Hunter le lanzó una mirada de reproche.
—Anda, venga ya, ¿cómo no iba a estar preocupado? —replicó—. Tanto trabajo escribiendo el libro y luego la oportunidad de obtener ingresos extras se va al garete por el poder y los prejuicios de un hombre. ¿Preocupado? ¡Pues claro que estaba preocupado! ¡Como lo estaría cualquiera!
—Tiene aliados poderosos en Chubb, doctor —dijo Carmine—. En vez de debatirse presa de la preocupación, ¿por qué no intentaba que Tinkerman cambiara de postura?
Jim Hunter se retorció, al parecer movido por la frustración.

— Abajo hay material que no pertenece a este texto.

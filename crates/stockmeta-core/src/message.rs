//! Conversation value types shared by every provider.
//!
//! A [`Message`] is a role plus an ordered list of [`ContentBlock`]s. Blocks
//! are an enum, so a block is exactly one of text, inline image or image
//! reference. Messages are immutable once built.

use base64::Engine;
use serde::{Deserialize, Serialize};
use std::path::Path;

use crate::error::ProviderError;

/// Speaker of a conversation turn.
#[derive(Debug, Clone, Copy, PartialEq, Eq, Serialize, Deserialize)]
#[serde(rename_all = "lowercase")]
pub enum Role {
    System,
    User,
    Assistant,
}

impl Role {
    pub fn as_str(&self) -> &'static str {
        match self {
            Role::System => "system",
            Role::User => "user",
            Role::Assistant => "assistant",
        }
    }
}

/// One piece of message content.
#[derive(Debug, Clone, PartialEq, Serialize, Deserialize)]
#[serde(tag = "kind", rename_all = "snake_case")]
pub enum ContentBlock {
    /// Plain text.
    Text { text: String },
    /// Base64-encoded image bytes with their MIME type.
    ImageBase64 { data: String, mime_type: String },
    /// Remote image reference. `detail` is forwarded to backends that accept it.
    ImageUrl { url: String, detail: Option<String> },
}

impl ContentBlock {
    pub fn text(text: impl Into<String>) -> Self {
        Self::Text { text: text.into() }
    }

    /// Encode raw image bytes. `format` is an extension-like identifier ("jpeg", "png").
    pub fn image_bytes(bytes: &[u8], format: &str) -> Self {
        Self::ImageBase64 {
            data: base64::engine::general_purpose::STANDARD.encode(bytes),
            mime_type: mime_for_format(format).to_string(),
        }
    }

    pub fn image_url(url: impl Into<String>, detail: Option<&str>) -> Self {
        Self::ImageUrl {
            url: url.into(),
            detail: detail.map(str::to_string),
        }
    }

    /// Read an image from disk and encode it inline.
    pub async fn image_file(path: &Path) -> Result<Self, ProviderError> {
        let bytes = tokio::fs::read(path).await?;
        let format = path
            .extension()
            .and_then(|e| e.to_str())
            .map(|e| e.to_lowercase())
            .unwrap_or_else(|| "jpeg".to_string());
        Ok(Self::image_bytes(&bytes, &format))
    }

    pub fn is_image(&self) -> bool {
        !matches!(self, Self::Text { .. })
    }

    pub fn as_text(&self) -> Option<&str> {
        match self {
            Self::Text { text } => Some(text),
            _ => None,
        }
    }

    /// `data:` URL for inline images, the URL itself for references.
    pub fn image_data_url(&self) -> Option<String> {
        match self {
            Self::ImageBase64 { data, mime_type } => Some(format!("data:{mime_type};base64,{data}")),
            Self::ImageUrl { url, .. } => Some(url.clone()),
            Self::Text { .. } => None,
        }
    }

    /// Decode inline image bytes.
    pub fn decode_image(&self) -> Option<Result<Vec<u8>, base64::DecodeError>> {
        match self {
            Self::ImageBase64 { data, .. } => {
                Some(base64::engine::general_purpose::STANDARD.decode(data))
            }
            _ => None,
        }
    }
}

fn mime_for_format(format: &str) -> &'static str {
    match format {
        "jpeg" | "jpg" => "image/jpeg",
        "png" => "image/png",
        "webp" => "image/webp",
        "gif" => "image/gif",
        "tif" | "tiff" => "image/tiff",
        other => {
            tracing::warn!("Unknown image format '{other}', defaulting to image/jpeg");
            "image/jpeg"
        }
    }
}

/// A single conversation turn.
#[derive(Debug, Clone, PartialEq, Serialize, Deserialize)]
pub struct Message {
    role: Role,
    content: Vec<ContentBlock>,
}

impl Message {
    pub fn new(role: Role, content: Vec<ContentBlock>) -> Self {
        Self { role, content }
    }

    pub fn system(text: impl Into<String>) -> Self {
        Self::new(Role::System, vec![ContentBlock::text(text)])
    }

    pub fn user(text: impl Into<String>) -> Self {
        Self::new(Role::User, vec![ContentBlock::text(text)])
    }

    /// User turn carrying an image followed by the prompt text.
    pub fn user_with_image(text: impl Into<String>, image: ContentBlock) -> Self {
        Self::new(Role::User, vec![image, ContentBlock::text(text)])
    }

    pub fn assistant(text: impl Into<String>) -> Self {
        Self::new(Role::Assistant, vec![ContentBlock::text(text)])
    }

    pub fn role(&self) -> Role {
        self.role
    }

    pub fn content(&self) -> &[ContentBlock] {
        &self.content
    }

    pub fn has_images(&self) -> bool {
        self.content.iter().any(ContentBlock::is_image)
    }

    /// All text blocks joined with newlines.
    pub fn text(&self) -> String {
        self.content
            .iter()
            .filter_map(ContentBlock::as_text)
            .collect::<Vec<_>>()
            .join("\n")
    }
}

/// Token and timing counters reported for one response.
#[derive(Debug, Clone, Copy, Default, PartialEq, Serialize, Deserialize)]
pub struct Usage {
    pub input_tokens: u64,
    pub output_tokens: u64,
    pub total_tokens: u64,
    /// Cost in USD, filled in by cloud providers.
    #[serde(skip_serializing_if = "Option::is_none")]
    pub cost: Option<f64>,
    /// Forward-pass wall time for neural providers.
    #[serde(skip_serializing_if = "Option::is_none")]
    pub inference_ms: Option<u64>,
}

impl Usage {
    pub fn from_tokens(input_tokens: u64, output_tokens: u64) -> Self {
        Self {
            input_tokens,
            output_tokens,
            total_tokens: input_tokens + output_tokens,
            ..Default::default()
        }
    }
}

/// One completed generation.
#[derive(Debug, Clone, PartialEq, Serialize, Deserialize)]
pub struct AiResponse {
    pub content: String,
    pub model: String,
    pub usage: Option<Usage>,
    pub finish_reason: Option<String>,
}

impl AiResponse {
    pub fn new(content: impl Into<String>, model: impl Into<String>) -> Self {
        Self {
            content: content.into(),
            model: model.into(),
            usage: None,
            finish_reason: None,
        }
    }

    pub fn with_usage(mut self, usage: Usage) -> Self {
        self.usage = Some(usage);
        self
    }

    pub fn with_finish_reason(mut self, reason: impl Into<String>) -> Self {
        self.finish_reason = Some(reason.into());
        self
    }

    /// Error-content response used for failed batch items.
    pub fn error(model: impl Into<String>, message: impl std::fmt::Display) -> Self {
        Self::new(format!("Error: {message}"), model).with_finish_reason("error")
    }

    pub fn is_error(&self) -> bool {
        self.finish_reason.as_deref() == Some("error")
    }

    pub fn total_tokens(&self) -> u64 {
        self.usage.map(|u| u.total_tokens).unwrap_or(0)
    }
}

#[cfg(test)]
mod tests {
    use super::*;

    #[test]
    fn test_image_bytes_jpeg() {
        let block = ContentBlock::image_bytes(&[0xFF, 0xD8, 0xFF], "jpeg");
        match &block {
            ContentBlock::ImageBase64 { data, mime_type } => {
                assert_eq!(mime_type, "image/jpeg");
                assert!(!data.is_empty());
            }
            other => panic!("unexpected block {other:?}"),
        }
        assert!(block.is_image());
    }

    #[test]
    fn test_image_data_url() {
        let block = ContentBlock::image_bytes(&[1, 2, 3], "png");
        let url = block.image_data_url().unwrap();
        assert!(url.starts_with("data:image/png;base64,"));
        assert_eq!(block.decode_image().unwrap().unwrap(), vec![1, 2, 3]);
    }

    #[test]
    fn test_image_url_has_no_inline_bytes() {
        let block = ContentBlock::image_url("https://example.com/a.jpg", Some("high"));
        assert!(block.is_image());
        assert!(block.decode_image().is_none());
        assert_eq!(block.image_data_url().unwrap(), "https://example.com/a.jpg");
    }

    #[test]
    fn test_message_text_and_images() {
        let msg = Message::user_with_image("Describe", ContentBlock::image_bytes(&[1], "jpeg"));
        assert_eq!(msg.role(), Role::User);
        assert!(msg.has_images());
        assert_eq!(msg.text(), "Describe");
        assert!(!Message::system("be brief").has_images());
    }

    #[test]
    fn test_error_response() {
        let resp = AiResponse::error("m", "boom");
        assert_eq!(resp.content, "Error: boom");
        assert!(resp.is_error());
        assert_eq!(resp.total_tokens(), 0);
    }

    #[tokio::test]
    async fn test_image_file_reads_and_encodes() {
        let dir = tempfile::tempdir().unwrap();
        let path = dir.path().join("shot.PNG");
        std::fs::write(&path, [9u8, 8, 7]).unwrap();
        let block = ContentBlock::image_file(&path).await.unwrap();
        assert!(matches!(block, ContentBlock::ImageBase64 { ref mime_type, .. } if mime_type == "image/png"));
    }
}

—Por razones que ustedes no entenderían —respondió—. Tinkerman no podía impedir la publicación de Un dios helicoidal, ni siquiera podía obligarme a que optara por un título menos misterioso, pero lo que sí podía era negarse a que C.U.P. apoyara con todo su peso el libro una vez en los puntos de venta, tomarse demasiado tiempo en enviar los pedidos, negarse a autorizar más ediciones: eso es lo que habría hecho. La Imprenta Tunbull espera obtener grandes beneficios, igual que la propia C.U.P., si a eso vamos, pero Max ya se había pasado de la raya enviando el libro a imprenta sin autorización, y no habrían permitido que algo así volviera a suceder. Así que antes de decidir que soy el único con un móvil para la muerte de Tom Tinkerman, más vale que no pierdan de vista a los Tunbull. O —dijo, echándose hacia delante con emoción— fíjense en cualquiera de los demás autores que publican con C.U.P., pero no contaban con el beneplácito de Tinkerman. Era uno de esos eruditos capaces de abocar al fracaso a otro investigador por poner en entredicho un detalle menor de la vida de Jesucristo. ¡Hay sospechosos a mansalva!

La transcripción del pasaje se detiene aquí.